┌────────

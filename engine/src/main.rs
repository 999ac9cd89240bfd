use std::io::{self, BufRead, Write};
use std::str::FromStr;

use datepicker_engine::{CalendarDate, DateBounds, DatePicker, EventLog, PickerEvent};
use tracing_subscriber::{layer::SubscriberExt, util::SubscriberInitExt};

mod config;

use config::Config;

#[derive(Debug, Clone, PartialEq, Eq)]
enum Command {
    Type(String),
    Pick(CalendarDate),
    Clear,
    NextMonth,
    PreviousMonth,
    NextYear,
    PreviousYear,
    Year(i32),
    Today,
    Bounds(DateBounds),
    Show,
    Json,
    Help,
}

impl FromStr for Command {
    type Err = String;

    fn from_str(line: &str) -> Result<Self, Self::Err> {
        let line = line.trim_start();
        let (word, rest) = line.split_once(' ').unwrap_or((line, ""));
        let command = match word {
            "type" => Command::Type(rest.to_string()),
            "pick" => Command::Pick(parse_date(rest)?),
            "clear" => Command::Clear,
            "next" => Command::NextMonth,
            "prev" => Command::PreviousMonth,
            "next-year" => Command::NextYear,
            "prev-year" => Command::PreviousYear,
            "year" => Command::Year(
                rest.trim()
                    .parse()
                    .map_err(|_| format!("not a year: {}", rest.trim()))?,
            ),
            "today" => Command::Today,
            "bounds" => {
                let mut parts = rest.split_whitespace();
                let min = parse_bound(parts.next())?;
                let max = parse_bound(parts.next())?;
                Command::Bounds(DateBounds { min, max })
            }
            "show" | "" => Command::Show,
            "json" => Command::Json,
            "help" => Command::Help,
            other => return Err(format!("unknown command `{other}` (try `help`)")),
        };
        Ok(command)
    }
}

fn parse_date(raw: &str) -> Result<CalendarDate, String> {
    raw.parse()
        .map_err(|_| format!("expected a YYYY-MM-DD date, got `{}`", raw.trim()))
}

fn parse_bound(raw: Option<&str>) -> Result<Option<CalendarDate>, String> {
    match raw {
        None | Some("-") => Ok(None),
        Some(value) => parse_date(value).map(Some),
    }
}

const HELP: &str = "commands: type <text> | pick <YYYY-MM-DD> | clear | next | prev | \
next-year | prev-year | year <n> | today | bounds <min|-> <max|-> | show | json | help";

fn apply(
    picker: &mut DatePicker<EventLog>,
    command: Command,
    out: &mut impl Write,
) -> anyhow::Result<()> {
    match command {
        Command::Type(text) => picker.on_text_changed(&text),
        Command::Pick(date) => picker.on_cell_picked(date),
        Command::Clear => {
            if !picker.on_clear() {
                writeln!(out, "clear is not enabled")?;
            }
        }
        Command::NextMonth => {
            picker.next_month();
        }
        Command::PreviousMonth => {
            picker.previous_month();
        }
        Command::NextYear => report_year_navigation(picker.next_year(), out)?,
        Command::PreviousYear => report_year_navigation(picker.previous_year(), out)?,
        Command::Year(year) => report_year_navigation(picker.jump_to_year(year), out)?,
        Command::Today => {
            picker.go_to_today();
        }
        Command::Bounds(bounds) => {
            picker.on_bounds_changed(bounds);
            if let Some(warning) = picker.diagnostics() {
                writeln!(out, "warning: {warning}")?;
            }
        }
        Command::Show => {}
        Command::Json => {
            writeln!(out, "{}", serde_json::to_string_pretty(&picker.snapshot())?)?;
            return Ok(());
        }
        Command::Help => {
            writeln!(out, "{HELP}")?;
            return Ok(());
        }
    }

    for event in picker.events_mut().take() {
        match event {
            PickerEvent::Change(Some(date)) => writeln!(out, "change: {date}")?,
            PickerEvent::Change(None) => writeln!(out, "change: (empty)")?,
            PickerEvent::ValidationError { message, .. } => writeln!(out, "error: {message}")?,
            PickerEvent::RequestClose => writeln!(out, "close requested")?,
        }
    }
    render(picker, out)
}

fn report_year_navigation(moved: bool, out: &mut impl Write) -> io::Result<()> {
    if !moved {
        writeln!(out, "year navigation is not enabled")?;
    }
    Ok(())
}

fn render(picker: &DatePicker<EventLog>, out: &mut impl Write) -> anyhow::Result<()> {
    writeln!(out, "{:^27}", picker.anchor_label())?;
    writeln!(out, " {}", picker.weekday_labels().join("  "))?;
    for week in picker.grid().chunks(7) {
        let row: Vec<String> = week
            .iter()
            .map(|cell| {
                let marker = if cell.is_selected {
                    '>'
                } else if cell.is_today {
                    '*'
                } else if !cell.selectable {
                    'x'
                } else {
                    ' '
                };
                if cell.in_current_month {
                    format!("{marker}{:>2}", cell.date.day())
                } else {
                    format!("{marker} .")
                }
            })
            .collect();
        writeln!(out, "{}", row.join(" "))?;
    }
    writeln!(out, "input: [{}]", picker.display_text())?;
    if let Some(message) = picker.validation_message() {
        writeln!(out, "message: {message}")?;
    }
    Ok(())
}

fn main() -> anyhow::Result<()> {
    tracing_subscriber::registry()
        .with(
            tracing_subscriber::EnvFilter::try_from_default_env()
                .unwrap_or_else(|_| "datepicker_engine=info".into()),
        )
        .with(tracing_subscriber::fmt::layer().with_writer(io::stderr))
        .init();

    let config = Config::load()?;
    tracing::info!(
        today = %config.today,
        min = ?config.options.bounds.min,
        max = ?config.options.bounds.max,
        display_format = %config.options.display_format,
        "Loaded configuration from environment/.env"
    );

    let mut picker = DatePicker::new(config.options, config.today, EventLog::new())?;

    let stdout = io::stdout();
    let mut out = stdout.lock();
    writeln!(out, "{HELP}")?;
    render(&picker, &mut out)?;

    for line in io::stdin().lock().lines() {
        let line = line?;
        match line.parse::<Command>() {
            Ok(command) => apply(&mut picker, command, &mut out)?,
            Err(message) => writeln!(out, "{message}")?,
        }
        out.flush()?;
    }

    Ok(())
}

└────────

- Problem
Filter the records for lines containing the word "layer" and copy each one.

- Response below
use tracing_subscriber::{layer::SubscriberExt, util::SubscriberInitExt};
        .with(tracing_subscriber::fmt::layer().with_writer(io::stderr))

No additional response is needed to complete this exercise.